--- START ---

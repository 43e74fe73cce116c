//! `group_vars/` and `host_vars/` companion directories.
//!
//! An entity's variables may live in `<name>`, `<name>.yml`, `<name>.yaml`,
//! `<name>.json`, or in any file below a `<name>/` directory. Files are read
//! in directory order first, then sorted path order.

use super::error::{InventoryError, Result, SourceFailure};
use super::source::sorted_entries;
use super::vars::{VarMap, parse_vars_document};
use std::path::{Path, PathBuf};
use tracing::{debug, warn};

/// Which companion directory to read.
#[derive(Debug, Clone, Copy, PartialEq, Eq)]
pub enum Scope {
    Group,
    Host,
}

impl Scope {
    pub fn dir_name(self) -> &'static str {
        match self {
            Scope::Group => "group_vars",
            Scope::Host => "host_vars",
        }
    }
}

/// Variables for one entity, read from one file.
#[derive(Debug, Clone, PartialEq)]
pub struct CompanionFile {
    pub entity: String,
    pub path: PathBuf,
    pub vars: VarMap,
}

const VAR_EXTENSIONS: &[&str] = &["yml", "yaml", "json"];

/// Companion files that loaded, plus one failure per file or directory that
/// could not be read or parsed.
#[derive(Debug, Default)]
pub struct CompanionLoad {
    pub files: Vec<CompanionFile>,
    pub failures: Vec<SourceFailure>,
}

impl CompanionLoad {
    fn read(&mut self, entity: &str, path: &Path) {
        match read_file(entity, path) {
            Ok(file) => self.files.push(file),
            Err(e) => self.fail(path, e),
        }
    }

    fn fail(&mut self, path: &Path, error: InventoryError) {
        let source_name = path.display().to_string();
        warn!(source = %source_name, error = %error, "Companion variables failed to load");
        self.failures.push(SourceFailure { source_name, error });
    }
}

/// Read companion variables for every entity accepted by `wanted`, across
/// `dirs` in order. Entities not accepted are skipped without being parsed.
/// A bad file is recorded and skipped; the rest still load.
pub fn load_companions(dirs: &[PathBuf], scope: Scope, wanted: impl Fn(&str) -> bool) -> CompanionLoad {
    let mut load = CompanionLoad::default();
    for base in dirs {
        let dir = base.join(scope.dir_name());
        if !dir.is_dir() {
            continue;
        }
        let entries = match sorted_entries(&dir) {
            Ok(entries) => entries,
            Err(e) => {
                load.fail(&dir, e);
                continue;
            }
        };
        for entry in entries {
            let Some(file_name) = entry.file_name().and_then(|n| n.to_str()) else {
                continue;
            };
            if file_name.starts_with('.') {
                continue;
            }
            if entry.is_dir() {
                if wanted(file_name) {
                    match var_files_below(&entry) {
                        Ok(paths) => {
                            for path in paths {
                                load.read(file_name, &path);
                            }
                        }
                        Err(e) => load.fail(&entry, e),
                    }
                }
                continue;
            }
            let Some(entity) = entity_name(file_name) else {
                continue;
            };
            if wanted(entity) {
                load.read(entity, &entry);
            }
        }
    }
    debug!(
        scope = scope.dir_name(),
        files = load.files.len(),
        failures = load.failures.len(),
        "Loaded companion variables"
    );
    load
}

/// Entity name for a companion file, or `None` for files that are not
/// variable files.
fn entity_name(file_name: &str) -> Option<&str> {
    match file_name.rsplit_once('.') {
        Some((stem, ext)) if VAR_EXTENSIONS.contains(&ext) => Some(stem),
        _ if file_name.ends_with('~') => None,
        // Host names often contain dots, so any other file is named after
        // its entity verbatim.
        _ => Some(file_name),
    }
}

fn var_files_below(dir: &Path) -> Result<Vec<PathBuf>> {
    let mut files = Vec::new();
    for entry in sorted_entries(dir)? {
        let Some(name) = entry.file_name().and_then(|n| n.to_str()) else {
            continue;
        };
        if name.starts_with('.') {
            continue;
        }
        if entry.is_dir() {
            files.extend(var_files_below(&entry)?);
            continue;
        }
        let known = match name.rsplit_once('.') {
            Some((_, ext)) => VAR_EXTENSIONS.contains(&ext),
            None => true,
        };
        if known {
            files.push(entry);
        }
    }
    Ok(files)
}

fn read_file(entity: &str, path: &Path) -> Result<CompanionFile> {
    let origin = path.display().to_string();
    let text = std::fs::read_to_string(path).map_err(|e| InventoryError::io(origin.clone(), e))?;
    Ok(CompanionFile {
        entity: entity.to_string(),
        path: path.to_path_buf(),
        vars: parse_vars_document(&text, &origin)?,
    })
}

--- END ---
--- START ---

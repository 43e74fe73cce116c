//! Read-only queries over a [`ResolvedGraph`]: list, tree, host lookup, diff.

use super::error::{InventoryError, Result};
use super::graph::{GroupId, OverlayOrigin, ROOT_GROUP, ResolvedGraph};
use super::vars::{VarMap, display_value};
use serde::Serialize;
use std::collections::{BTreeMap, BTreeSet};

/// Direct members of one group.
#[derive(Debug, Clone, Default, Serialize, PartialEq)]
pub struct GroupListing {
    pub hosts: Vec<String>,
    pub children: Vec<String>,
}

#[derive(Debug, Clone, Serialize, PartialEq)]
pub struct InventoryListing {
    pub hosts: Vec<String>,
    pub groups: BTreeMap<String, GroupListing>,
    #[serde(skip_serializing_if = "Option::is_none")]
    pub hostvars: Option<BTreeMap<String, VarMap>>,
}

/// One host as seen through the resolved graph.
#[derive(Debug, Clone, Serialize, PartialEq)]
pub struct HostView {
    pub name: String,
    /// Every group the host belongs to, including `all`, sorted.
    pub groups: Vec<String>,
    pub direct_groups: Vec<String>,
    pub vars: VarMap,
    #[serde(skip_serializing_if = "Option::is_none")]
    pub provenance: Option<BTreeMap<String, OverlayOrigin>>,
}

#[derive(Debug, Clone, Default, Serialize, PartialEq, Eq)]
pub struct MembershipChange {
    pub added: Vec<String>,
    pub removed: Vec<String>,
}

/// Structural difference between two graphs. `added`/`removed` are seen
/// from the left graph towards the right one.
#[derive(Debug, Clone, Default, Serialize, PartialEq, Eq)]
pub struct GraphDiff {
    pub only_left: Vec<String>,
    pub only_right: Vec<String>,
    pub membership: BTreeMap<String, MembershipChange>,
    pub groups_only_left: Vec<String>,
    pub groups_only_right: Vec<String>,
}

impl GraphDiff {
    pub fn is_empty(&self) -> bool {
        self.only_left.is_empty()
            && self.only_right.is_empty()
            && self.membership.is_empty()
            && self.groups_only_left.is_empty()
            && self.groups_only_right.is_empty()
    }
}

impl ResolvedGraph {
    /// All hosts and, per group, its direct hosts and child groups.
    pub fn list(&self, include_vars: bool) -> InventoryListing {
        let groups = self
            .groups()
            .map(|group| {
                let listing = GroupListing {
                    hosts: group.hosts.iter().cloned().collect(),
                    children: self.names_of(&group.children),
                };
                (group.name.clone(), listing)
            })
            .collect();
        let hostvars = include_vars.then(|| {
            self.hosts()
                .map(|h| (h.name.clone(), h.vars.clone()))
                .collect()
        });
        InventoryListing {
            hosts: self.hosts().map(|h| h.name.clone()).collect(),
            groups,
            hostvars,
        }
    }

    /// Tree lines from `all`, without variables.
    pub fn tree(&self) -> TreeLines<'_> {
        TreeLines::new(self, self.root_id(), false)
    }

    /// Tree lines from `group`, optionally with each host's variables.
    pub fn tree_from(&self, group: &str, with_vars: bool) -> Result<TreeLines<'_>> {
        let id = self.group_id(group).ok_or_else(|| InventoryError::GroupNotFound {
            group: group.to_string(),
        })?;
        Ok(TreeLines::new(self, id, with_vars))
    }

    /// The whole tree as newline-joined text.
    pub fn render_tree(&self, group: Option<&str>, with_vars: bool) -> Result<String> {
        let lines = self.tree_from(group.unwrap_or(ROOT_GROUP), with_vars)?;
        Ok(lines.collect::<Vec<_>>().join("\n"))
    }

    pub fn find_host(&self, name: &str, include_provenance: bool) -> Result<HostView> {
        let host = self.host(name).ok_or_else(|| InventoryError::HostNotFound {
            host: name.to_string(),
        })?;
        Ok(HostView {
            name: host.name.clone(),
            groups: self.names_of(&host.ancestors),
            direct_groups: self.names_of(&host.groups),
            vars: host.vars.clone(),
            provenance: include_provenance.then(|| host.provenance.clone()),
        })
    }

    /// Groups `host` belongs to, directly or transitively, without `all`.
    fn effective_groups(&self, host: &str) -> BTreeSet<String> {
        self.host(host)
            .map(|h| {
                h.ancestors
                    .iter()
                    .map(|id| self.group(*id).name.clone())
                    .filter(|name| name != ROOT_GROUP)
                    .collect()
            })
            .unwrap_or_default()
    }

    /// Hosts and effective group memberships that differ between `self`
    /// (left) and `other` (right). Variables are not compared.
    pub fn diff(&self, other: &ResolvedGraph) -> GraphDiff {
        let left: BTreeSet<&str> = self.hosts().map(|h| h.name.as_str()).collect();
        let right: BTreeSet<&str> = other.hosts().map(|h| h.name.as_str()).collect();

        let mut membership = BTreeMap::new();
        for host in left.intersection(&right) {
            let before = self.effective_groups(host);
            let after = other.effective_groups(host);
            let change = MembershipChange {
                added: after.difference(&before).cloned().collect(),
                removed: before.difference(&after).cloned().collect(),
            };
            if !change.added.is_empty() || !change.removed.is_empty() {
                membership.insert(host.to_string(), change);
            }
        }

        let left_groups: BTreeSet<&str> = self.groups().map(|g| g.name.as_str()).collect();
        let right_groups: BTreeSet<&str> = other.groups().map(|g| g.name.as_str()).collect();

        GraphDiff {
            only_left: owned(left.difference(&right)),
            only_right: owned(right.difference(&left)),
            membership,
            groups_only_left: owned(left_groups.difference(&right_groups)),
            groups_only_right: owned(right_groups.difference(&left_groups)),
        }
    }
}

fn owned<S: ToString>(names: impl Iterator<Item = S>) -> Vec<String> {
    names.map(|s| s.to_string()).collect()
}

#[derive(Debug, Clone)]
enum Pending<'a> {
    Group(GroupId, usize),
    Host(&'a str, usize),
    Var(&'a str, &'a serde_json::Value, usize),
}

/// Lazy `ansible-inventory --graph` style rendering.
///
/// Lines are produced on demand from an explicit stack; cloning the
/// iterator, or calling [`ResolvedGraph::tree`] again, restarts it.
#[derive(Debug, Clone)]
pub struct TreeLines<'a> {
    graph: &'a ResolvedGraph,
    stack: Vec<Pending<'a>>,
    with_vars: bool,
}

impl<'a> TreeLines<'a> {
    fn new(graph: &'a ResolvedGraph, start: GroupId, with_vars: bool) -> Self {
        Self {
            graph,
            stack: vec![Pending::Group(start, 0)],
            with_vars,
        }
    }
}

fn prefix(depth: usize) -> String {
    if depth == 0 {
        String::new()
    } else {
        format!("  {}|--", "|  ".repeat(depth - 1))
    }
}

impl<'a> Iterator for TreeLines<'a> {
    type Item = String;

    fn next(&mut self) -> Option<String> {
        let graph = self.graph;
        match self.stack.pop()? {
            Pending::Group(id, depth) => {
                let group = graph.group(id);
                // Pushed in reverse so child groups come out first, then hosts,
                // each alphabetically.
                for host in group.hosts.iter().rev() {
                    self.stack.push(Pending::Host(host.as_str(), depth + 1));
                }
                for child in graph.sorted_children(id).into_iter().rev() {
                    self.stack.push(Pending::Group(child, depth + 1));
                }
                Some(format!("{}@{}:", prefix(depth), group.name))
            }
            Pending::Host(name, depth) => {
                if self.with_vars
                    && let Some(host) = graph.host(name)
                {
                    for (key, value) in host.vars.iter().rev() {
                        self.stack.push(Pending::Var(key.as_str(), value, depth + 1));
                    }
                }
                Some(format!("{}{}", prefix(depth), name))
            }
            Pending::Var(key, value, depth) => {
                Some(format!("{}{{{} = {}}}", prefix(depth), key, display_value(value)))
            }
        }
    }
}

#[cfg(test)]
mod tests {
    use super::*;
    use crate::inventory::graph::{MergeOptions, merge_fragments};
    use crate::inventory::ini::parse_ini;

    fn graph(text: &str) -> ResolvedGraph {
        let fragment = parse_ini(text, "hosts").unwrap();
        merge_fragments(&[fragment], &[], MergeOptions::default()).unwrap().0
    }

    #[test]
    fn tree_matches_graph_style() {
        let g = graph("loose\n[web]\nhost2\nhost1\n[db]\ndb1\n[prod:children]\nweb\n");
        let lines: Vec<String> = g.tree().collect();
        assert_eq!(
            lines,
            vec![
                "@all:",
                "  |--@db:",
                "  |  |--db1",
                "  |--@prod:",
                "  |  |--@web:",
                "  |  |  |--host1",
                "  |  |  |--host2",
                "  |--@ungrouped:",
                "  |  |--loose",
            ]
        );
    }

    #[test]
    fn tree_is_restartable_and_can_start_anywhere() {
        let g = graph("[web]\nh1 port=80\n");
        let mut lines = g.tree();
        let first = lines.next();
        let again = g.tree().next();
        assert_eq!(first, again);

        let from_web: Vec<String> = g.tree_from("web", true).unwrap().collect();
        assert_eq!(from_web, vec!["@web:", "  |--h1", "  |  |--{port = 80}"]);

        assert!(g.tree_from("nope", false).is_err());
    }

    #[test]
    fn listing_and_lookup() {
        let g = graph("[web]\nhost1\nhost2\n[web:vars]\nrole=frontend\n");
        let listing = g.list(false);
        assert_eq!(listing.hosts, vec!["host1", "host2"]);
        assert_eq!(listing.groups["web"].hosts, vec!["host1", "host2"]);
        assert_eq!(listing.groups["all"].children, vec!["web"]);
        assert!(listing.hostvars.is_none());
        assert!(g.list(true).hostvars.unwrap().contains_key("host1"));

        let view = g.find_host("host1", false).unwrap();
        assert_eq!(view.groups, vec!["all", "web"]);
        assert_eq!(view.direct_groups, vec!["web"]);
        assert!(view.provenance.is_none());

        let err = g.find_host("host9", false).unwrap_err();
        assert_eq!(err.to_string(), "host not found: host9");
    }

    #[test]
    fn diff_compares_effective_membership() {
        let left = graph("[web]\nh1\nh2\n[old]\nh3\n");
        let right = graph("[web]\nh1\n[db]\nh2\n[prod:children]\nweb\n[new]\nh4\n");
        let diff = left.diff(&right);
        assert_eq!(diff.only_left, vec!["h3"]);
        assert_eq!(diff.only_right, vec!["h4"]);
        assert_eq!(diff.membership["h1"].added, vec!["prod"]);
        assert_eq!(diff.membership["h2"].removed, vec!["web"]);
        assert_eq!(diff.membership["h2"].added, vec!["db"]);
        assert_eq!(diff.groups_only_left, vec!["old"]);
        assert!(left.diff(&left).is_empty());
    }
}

--- END ---

A single number is required: the count of lines in the material above that contain the word "order".

- Solved exercise
2